• [TASK TO CARRY OUT]: Write out, precisely and in full, each line of the material.

• [DATA EXTRACT]:
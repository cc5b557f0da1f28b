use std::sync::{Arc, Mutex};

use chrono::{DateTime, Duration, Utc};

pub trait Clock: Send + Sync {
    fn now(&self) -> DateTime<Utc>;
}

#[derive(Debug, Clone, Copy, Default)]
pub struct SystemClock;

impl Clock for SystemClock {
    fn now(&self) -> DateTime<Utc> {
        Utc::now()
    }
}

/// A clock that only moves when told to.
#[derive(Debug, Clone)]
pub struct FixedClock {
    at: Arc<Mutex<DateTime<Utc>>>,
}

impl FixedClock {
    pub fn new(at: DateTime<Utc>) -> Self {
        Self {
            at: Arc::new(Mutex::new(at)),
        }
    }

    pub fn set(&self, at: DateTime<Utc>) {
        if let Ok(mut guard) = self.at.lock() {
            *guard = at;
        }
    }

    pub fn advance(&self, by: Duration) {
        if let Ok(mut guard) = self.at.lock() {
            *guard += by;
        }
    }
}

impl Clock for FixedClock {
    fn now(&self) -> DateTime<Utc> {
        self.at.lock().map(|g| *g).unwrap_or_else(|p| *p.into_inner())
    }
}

• [FINISHED EXERCISE]:
repository cc5b557f0da1f28b
use std::sync::{Arc, Mutex};

use chrono::{DateTime, Duration, Utc};

pub trait Clock: Send + Sync {
    fn now(&self) -> DateTime<Utc>;
}

#[derive(Debug, Clone, Copy, Default)]
pub struct SystemClock;

impl Clock for SystemClock {
    fn now(&self) -> DateTime<Utc> {
        Utc::now()
    }
}

/// A clock that only moves when told to.
#[derive(Debug, Clone)]
pub struct FixedClock {
    at: Arc<Mutex<DateTime<Utc>>>,
}

impl FixedClock {
    pub fn new(at: DateTime<Utc>) -> Self {
        Self {
            at: Arc::new(Mutex::new(at)),
        }
    }

    pub fn set(&self, at: DateTime<Utc>) {
        if let Ok(mut guard) = self.at.lock() {
            *guard = at;
        }
    }

    pub fn advance(&self, by: Duration) {
        if let Ok(mut guard) = self.at.lock() {
            *guard += by;
        }
    }
}

impl Clock for FixedClock {
    fn now(&self) -> DateTime<Utc> {
        self.at.lock().map(|g| *g).unwrap_or_else(|p| *p.into_inner())
    }
}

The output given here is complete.